*Note from Megan – Hey guys, I’m still on my blogging vacation, but wanted to introduce another lovely and talented guest blogger to all of you! Meet Jen from Big Binder. Jen blogs about things to do with your kids in Grand Rapids, Michigan. Please note that Jen is not a food blogger, which makes her willingness to not only make a special meal, but take pictures while making it all the more appreciated! Another fun thing is that I actually know Jen in real life, and she’s really funny and friendly. So go check out her blog and show her some food blog support!

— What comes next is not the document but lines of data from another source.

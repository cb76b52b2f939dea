//! CLI subcommand handlers.

use crate::Commands;
use crate::ConfigAction;
use crate::InputArgs;
use crate::OutputArgs;
use crate::{charts, loader, render};
use anyhow::Context;
use modelcmp_core::config::{self, CompareConfig, OutputFormat};
use modelcmp_core::{
    NormalizedScores, RankedRow, generate_model_summary, identify_overall_best_model,
    normalized_scores,
};
use serde::Serialize;
use std::path::{Path, PathBuf};
use tracing::debug;

const SUMMARY_FILE: &str = "model_summary";
const RANKING_FILE: &str = "model_ranking";

/// Rendered command output plus any files written alongside it.
#[derive(Debug, Default)]
pub struct Report {
    pub text: String,
    /// Printed to stderr so that `text` stays parseable as CSV.
    pub notes: Option<String>,
    pub written: Vec<PathBuf>,
}

/// JSON shape of `rank --explain`.
#[derive(Serialize)]
struct Explained<'a> {
    ranking: &'a [RankedRow],
    normalized: &'a [NormalizedScores],
}

/// Handle a CLI subcommand.
pub fn handle_command(
    command: Commands,
    workspace: &Path,
    config_file: Option<&Path>,
    quiet: bool,
) -> anyhow::Result<()> {
    let report = match command {
        Commands::Config { action } => return handle_config(action, workspace, config_file),
        Commands::Summary { input, output } => {
            let config = effective_config(workspace, config_file, &output)?;
            summary_report(&input, &config, workspace)?
        }
        Commands::Rank {
            input,
            output,
            no_plot,
            explain,
            degenerate,
        } => {
            let mut config = effective_config(workspace, config_file, &output)?;
            if no_plot {
                config.output.charts = false;
            }
            if let Some(policy) = degenerate {
                config.ranking.degenerate_policy = policy;
            }
            rank_report(&input, &config, workspace, explain)?
        }
    };

    println!("{}", report.text.trim_end());
    if let Some(notes) = &report.notes {
        eprintln!("{}", notes.trim_end());
    }
    if !quiet {
        for path in &report.written {
            eprintln!("Wrote {}", path.display());
        }
    }
    Ok(())
}

/// Load layered config and apply the output flags on top.
fn effective_config(
    workspace: &Path,
    config_file: Option<&Path>,
    output: &OutputArgs,
) -> anyhow::Result<CompareConfig> {
    let mut config = config::load_config(Some(workspace), config_file)
        .context("Failed to load config")?;
    if let Some(format) = output.format {
        config.output.format = format;
    }
    if let Some(dir) = &output.output {
        config.output.dir = dir.clone();
    }
    if output.save {
        config.output.write_table = true;
    }
    debug!(?config, "Effective configuration");
    Ok(config)
}

/// Relative output directories are taken from the workspace.
fn output_dir(config: &CompareConfig, workspace: &Path) -> PathBuf {
    if config.output.dir.is_absolute() {
        config.output.dir.clone()
    } else {
        workspace.join(&config.output.dir)
    }
}

fn write_table(dir: &Path, stem: &str, config: &CompareConfig, text: &str) -> anyhow::Result<PathBuf> {
    std::fs::create_dir_all(dir)
        .with_context(|| format!("Failed to create output directory {}", dir.display()))?;
    let path = dir.join(format!("{stem}.{}", config.output.format.extension()));
    std::fs::write(&path, text).with_context(|| format!("Failed to write {}", path.display()))?;
    Ok(path)
}

/// Stage one: best variant per model.
pub fn summary_report(input: &InputArgs, config: &CompareConfig, workspace: &Path) -> anyhow::Result<Report> {
    let tables = loader::load_tables(&input.files, !input.no_split)?;
    let summary = generate_model_summary(&tables)?;
    let text = render::summary(&summary, config.output.format, &config.display)?;

    let mut written = Vec::new();
    if config.output.write_table {
        let dir = output_dir(config, workspace);
        written.push(write_table(&dir, SUMMARY_FILE, config, &text)?);
    }
    Ok(Report {
        text,
        notes: None,
        written,
    })
}

/// Both stages: best variants, then the composite ranking and charts.
pub fn rank_report(
    input: &InputArgs,
    config: &CompareConfig,
    workspace: &Path,
    explain: bool,
) -> anyhow::Result<Report> {
    let tables = loader::load_tables(&input.files, !input.no_split)?;
    let summary = generate_model_summary(&tables)?;
    let ranked = identify_overall_best_model(&summary, &config.ranking)?;
    let format = config.output.format;
    let mut text = render::ranked(&ranked, &config.ranking.weights, format, &config.display)?;
    let mut notes = None;

    if explain {
        let scores = normalized_scores(&summary, config.ranking.degenerate_policy)?;
        match format {
            OutputFormat::Json => {
                text = serde_json::to_string_pretty(&Explained {
                    ranking: &ranked,
                    normalized: &scores,
                })?;
            }
            OutputFormat::Csv => {
                notes = Some(render::normalized(&scores, format, config.display.decimals)?);
            }
            OutputFormat::Table | OutputFormat::Markdown => {
                text.push_str("\n\n");
                text.push_str(&render::normalized(&scores, format, config.display.decimals)?);
            }
        }
    }

    let dir = output_dir(config, workspace);
    let mut written = Vec::new();
    if config.output.write_table {
        written.push(write_table(&dir, RANKING_FILE, config, &text)?);
    }
    if config.output.charts {
        written.extend(charts::render_all(&ranked, &config.charts, &dir)?);
    }
    Ok(Report {
        text,
        notes,
        written,
    })
}

fn handle_config(action: ConfigAction, workspace: &Path, config_file: Option<&Path>) -> anyhow::Result<()> {
    match action {
        ConfigAction::Init => {
            let (path, created) = init_config(workspace)?;
            if created {
                println!("Created default configuration at: {}", path.display());
            } else {
                println!("Configuration file already exists at: {}", path.display());
            }
            Ok(())
        }
        ConfigAction::Show => {
            let config = config::load_config(Some(workspace), config_file)
                .context("Failed to load config")?;
            println!("{}", toml::to_string_pretty(&config)?);
            Ok(())
        }
    }
}

/// Write the default config into the workspace unless one is already there.
fn init_config(workspace: &Path) -> anyhow::Result<(PathBuf, bool)> {
    let path = config::workspace_config_path(workspace);
    if path.exists() {
        return Ok((path, false));
    }
    if let Some(parent) = path.parent() {
        std::fs::create_dir_all(parent)?;
    }
    let toml_str = toml::to_string_pretty(&CompareConfig::default())?;
    std::fs::write(&path, toml_str)?;
    Ok((path, true))
}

*p.s. how great is it that her kids made this meal while Jen took the pictures??
A few weeks ago, my Bible Study had our last meeting until fall. This always makes us very sad, so we console ourselves by eating an enormous, delicious breakfast. I particularly enjoyed a dish made by Vegetarian Kim, who brought a Potato Quiche.
Vegetarian Kim has a bumper sticker that says, “No, I DON’T have any spare ribs!” She also has some mad skills in the kitchen, which is much to my benefit as I am not so hot at making the non-meat dishes that my family will accept as a ‘real’ meal.
• About 8 Redskin potatoes
• ¼ Cup of Olive Oil
• Adobo seasoning
• Stale bread, approximately 5 slices depending on the size of the bread. Enough to cover the bottom of a cast-iron skillet.
• Melted butter, enough to brush the bread on both sides
• 10 Eggs
• 3 cups shredded cheese
• Fake bacon bits *this is a point of contention for some folks, who would rather use real bacon and have a mostly-meatless dish rather than soy bacon-flavored bits. It’s really your call.
First, roast the potatoes. You’ll cut the potatoes into quarters. Pour in the olive oil. Then add a few shakes of the Adobo seasoning. Mix it well. Roast in a cast iron skillet at 450 degrees for about 20 minutes, or until nice and brown. Resist the urge to just eat them now, and instead pour into a bowl to cool; and set them aside.
Now you’re ready to assemble the quiche. Gather your next set of ingredients. Brush both sides of the bread with melted butter and cover the bottom of the pan evenly. Be careful if it’s still hot from the potato roasting. If you need to cover up a spot or two, just stick a potato in, skin side down. Sprinkle a layer of cheese on. Put down a layer of roasted potatoes. Break the eggs into a bowl, and whisk together with a few shakes of salt and pepper. Pour ½ the eggs over the potatoes, and sprinkle some more cheese. Repeat a layer of potatoes. Then another of eggs and cheese. Finish off with a layer of crumbled, cooked bacon or bacon like bits as you like. Cover with foil, and bake at 350 for 25 minutes. Remove foil, then bake another 5 minutes. Let cool for 10 minutes before serving.
My kids are available all summer, should you need assistance with this recipe. Enjoy!